E-commerce is one of those catchall terms that covers a whole range of online activity. Essentially, we’re all at it in one way or another whether it’s selling unwanted gear on Gumtree, replacing it with new stuff from Amazon or sorting out our car insurance via the internet. These are all forms of e-commerce: the buying and selling of goods and services online.
Making money online isn’t just for the Mark Zuckerbergs of this world. For students and fresh graduates looking to put their ideas into play setting up a website can provide the ideal springboard. You don’t need a crash course in coding or an MBA to get up and running – but it helps to understand the jargon and know what you’re getting into before you ‘take the plunge’.
With this in mind here’s a quick tour of the e-commerce landscape to get you versed on the essentials before you start.
Making money through my own website: is it really doable?
Online is the channel of choice for students looking to sell their products and services and almost half do so from their own website. It helps that the UK is the e-commerce capital of the world: 65.5% of Brits now shop on the web and this figure is on the rise. We’re also ahead of everyone (including the U.S.) in terms of the amounts we spend online.
Here’s why it’s possible for students (and fresh grads!) to get involved:
- Low start-up costs. Setting up shop in the old-fashioned bricks-and-mortar sense is out of reach for most of us. By contrast, in terms of time and money, a good website doesn’t come for free, but it’s certainly something that’s achievable.
- Help in finding a market. You know there’s a market for your product it’s just not necessarily on your doorstep. A website allows you to break down geographical barriers and find out where demand for your product lies, all from behind your screen.
- You can juggle your website with other things. A good e-commerce website will virtually run itself as it allows customers to go through the entire buying process without any real-time input from the owner. You should still be on hand to answer queries and of course, you need to ensure orders are sent out to customers. However, especially when you’re just starting out, it’s usually possible to run your business alongside your other commitments.
- It’s a good way of learning on the job. You may have missed out on that internship, but, in terms of your CV, being able to say you run your own online business should more than make-up for this. Marketing your website, managing customer accounts, dealing with stock replenishment, predicting revenue and planning for growth – with your own site you have the chance to develop your skills in each of these areas.

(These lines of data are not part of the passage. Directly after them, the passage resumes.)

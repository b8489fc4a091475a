// roiwatch/src/engine/actual.rs
//
// Actual ROI: Σ amount × cost[outcome] over the classified batch,
// rounded to cents. Per-bucket contributions are summed alongside so the
// report can show where the money went.

use crate::config::CostTable;
use crate::error::Result;
use crate::eval::OutcomeValues;
use crate::records::{ClassifiedRecord, Outcome};

use super::sum::{finite, round2, CompensatedSum};

#[derive(Debug, Clone, Copy, PartialEq)]
pub struct ActualRoi {
    /// Unrounded compensated sum. Use this when combining batches.
    pub raw:         f64,
    pub rounded:     f64,
    pub per_outcome: OutcomeValues,
}

pub fn actual_roi(classified: &[ClassifiedRecord], costs: &CostTable) -> Result<ActualRoi> {
    let mut total   = CompensatedSum::new();
    let mut buckets = [CompensatedSum::new(); 4];

    for (i, c) in classified.iter().enumerate() {
        let contribution = finite(c.record.amount * costs.get(c.outcome)?, || {
            format!("actual contribution of record #{i}")
        })?;
        total.add(contribution);
        buckets[bucket_index(c.outcome)].add(contribution);
    }

    let mut per_outcome = OutcomeValues::default();
    for outcome in Outcome::ALL {
        let value = finite(buckets[bucket_index(outcome)].value(), || {
            format!("actual {outcome} bucket total")
        })?;
        per_outcome.set(outcome, round2(value));
    }

    let raw = finite(total.value(), || "actual ROI total".to_string())?;
    Ok(ActualRoi { raw, rounded: round2(raw), per_outcome })
}

fn bucket_index(outcome: Outcome) -> usize {
    match outcome {
        Outcome::Tp => 0,
        Outcome::Fp => 1,
        Outcome::Tn => 2,
        Outcome::Fn => 3,
    }
}

#[cfg(test)]
mod tests {
    use super::*;
    use crate::config::Convention;
    use crate::engine::classifier::classify_batch;
    use crate::error::{ConfigError, RoiError};
    use crate::records::Record;

    fn batch(rows: &[(f64, u8, u8)], convention: Convention) -> Vec<ClassifiedRecord> {
        let records: Vec<Record> = rows
            .iter()
            .enumerate()
            .map(|(i, &(a, l, s))| Record::new(i, a, l, s).unwrap())
            .collect();
        classify_batch(&records, convention)
    }

    #[test]
    fn sums_amount_times_cost() {
        let costs = CostTable::new(1.5, -2.0, 2.0, -1.5);
        let c = batch(&[(100.0, 1, 1), (50.0, 0, 0), (200.0, 0, 1)], Convention::A);
        let roi = actual_roi(&c, &costs).unwrap();
        assert_eq!(roi.rounded, -150.0);
        assert_eq!(roi.per_outcome.get(Outcome::Tp), 150.0);
        assert_eq!(roi.per_outcome.get(Outcome::Tn), 100.0);
        assert_eq!(roi.per_outcome.get(Outcome::Fp), -400.0);
        assert_eq!(roi.per_outcome.get(Outcome::Fn), 0.0);
    }

    #[test]
    fn empty_batch_is_zero() {
        let roi = actual_roi(&[], &CostTable::default()).unwrap();
        assert_eq!(roi.rounded, 0.0);
        assert_eq!(roi.raw, 0.0);
    }

    #[test]
    fn missing_cost_for_present_outcome_fails() {
        let costs = CostTable::new(1.0, 1.0, 1.0, 1.0).without(Outcome::Fn);
        let c = batch(&[(10.0, 1, 1), (10.0, 1, 0)], Convention::A);
        assert_eq!(
            actual_roi(&c, &costs).unwrap_err(),
            RoiError::from(ConfigError::MissingCost { outcome: Outcome::Fn })
        );
    }

    #[test]
    fn missing_cost_for_absent_outcome_is_fine() {
        let costs = CostTable::new(1.0, 1.0, 1.0, 1.0).without(Outcome::Fn);
        let c = batch(&[(10.0, 1, 1)], Convention::A);
        assert_eq!(actual_roi(&c, &costs).unwrap().rounded, 10.0);
    }

    #[test]
    fn zero_amount_still_needs_its_cost_entry() {
        let costs = CostTable::new(1.0, 1.0, 1.0, 1.0).without(Outcome::Tp);
        let c = batch(&[(0.0, 1, 1)], Convention::A);
        assert!(actual_roi(&c, &costs).is_err());
    }

    #[test]
    fn rounding_is_pinned_half_away_from_zero() {
        let costs = CostTable::new(0.125, -0.125, 1.0, 1.0);
        let up = batch(&[(1.0, 1, 1)], Convention::A);
        assert_eq!(actual_roi(&up, &costs).unwrap().rounded, 0.13);
        let down = batch(&[(1.0, 0, 1)], Convention::A);
        assert_eq!(actual_roi(&down, &costs).unwrap().rounded, -0.13);
    }

    #[test]
    fn rounds_the_stored_sum_not_its_decimal_spelling() {
        let costs = CostTable::new(1.0, 1.0, 1.0, 1.0);
        let c = batch(&[(1.115, 1, 1)], Convention::A);
        assert_eq!(actual_roi(&c, &costs).unwrap().rounded, 1.11);
    }

    #[test]
    fn overflowing_contribution_is_an_error() {
        let costs = CostTable::new(1.5, 1.0, 1.0, 1.0);
        let c = batch(&[(1e308, 1, 1)], Convention::A);
        assert_eq!(
            actual_roi(&c, &costs).unwrap_err(),
            RoiError::Overflow { context: "actual contribution of record #0".into() }
        );
    }

    #[test]
    fn overflowing_total_is_an_error() {
        let costs = CostTable::new(1.0, 1.0, 1.0, 1.0);
        let c = batch(&[(1e308, 1, 1), (1e308, 1, 1)], Convention::A);
        let err = actual_roi(&c, &costs).unwrap_err();
        assert!(matches!(err, RoiError::Overflow { .. }), "{err}");
    }

    #[test]
    fn overflowing_bucket_is_an_error_even_if_total_cancels() {
        let costs = CostTable::new(1.0, -1.0, 1.0, 1.0);
        let c = batch(&[(1e308, 1, 1), (1e308, 0, 1), (1e308, 1, 1)], Convention::A);
        assert_eq!(
            actual_roi(&c, &costs).unwrap_err(),
            RoiError::Overflow { context: "actual TP bucket total".into() }
        );
    }

    #[test]
    fn large_finite_totals_are_kept_as_numbers() {
        let costs = CostTable::new(1.5, 1.0, 1.0, 1.0);
        let c = batch(&[(1e307, 1, 1)], Convention::A);
        let roi = actual_roi(&c, &costs).unwrap();
        assert!(roi.rounded.is_finite());
        assert_eq!(roi.rounded, roi.raw);
    }
}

What are we talking about? Some common e-commerce terms explained
Shopping cart/e-commerce platforms
For selling online you need to be able to manage your shop, i.e. add and arrange products and deal with customer orders. Just as importantly customers need to be able to place orders with ease and confidence. For this, you need a website with the right capabilities. These capabilities are called shopping carts or e-commerce platforms (same thing, different terms), and support the functions that allow people to buy from you and for you to manage your wares.
You don’t hand out your credit card details to strangers. So how do tiny shops persuade customers to buy anything? One answer is to let someone else, a payment gateway provider, to handle payment or checkout. Examples include WorldPay, PayPal and Amazon Checkout, which are recognised by customers as a secure way to pay for their goods online.
Your customers need to find your shop in the first place. Search engine optimisation (SEO) is concerned with sending the right messages to Google. This makes sure your site is featured as high as possible in Google search results when people type in search terms relating to your product. It’s quite a technical field, but is partly to do with the way you arrange your site (website architecture) and how easy it is for people to navigate through it. A big part of SEO also involves the information you provide to visitors and how valuable they found it in answering their queries (i.e., are your product pages clear enough?).
More broadly, SEO also involves building trust and authority. The more useful Google deems your site to be to the user, the higher up in rankings you’ll climb. However, SEO can quickly get complicated and finicky (there are many factors that contribute to how Google judges your site’s value), so once you’ve got started with online marketing, if your business looks set to grow, it’s well worth enlisting the help of an expert.
Those boxed ads you see at the top of search results pages don’t get there by accident. Increasing your website’s visibility ‘organically’ through SEO takes hard work, time and specialist knowledge. Pay-Per-Click (PPC) offers a further and often quicker way of boosting the number of visitors to your site. In a nutshell, you choose a search term (what people are likely to be typing into Google to search for your product) to target, set a budget and when a visitor clicks on your ad, you pay the current cost-per-click from your budget.
Read up thoroughly on Google AdWords before getting involved. Running a campaign without knowing what you’re doing can be a very quick way of losing money. Again, if you’re a complete beginner it’s worth getting help from an expert.
Website navigation / CRO
You’re likely to come across the term ‘conversion rate optimisation’ (CRO) as you do your research. In essence, it means making your website ‘better’ so visitors are persuaded to click that all-important ‘buy’ button. It covers matters as simple as choosing the right colour for your ‘add-to-cart’ button and in which order to display your product photos. It also includes how best to arrange your catalogue of products and other content on your site so that customers can navigate it with ease.
You should be aiming for a low ‘bounce’ rate (the number of people who take a look at your site and leave immediately) and a high ‘click-through’ rate (the number who take a look, like what they see and go on to take the next step in the ‘buyer journey’ – placing an order).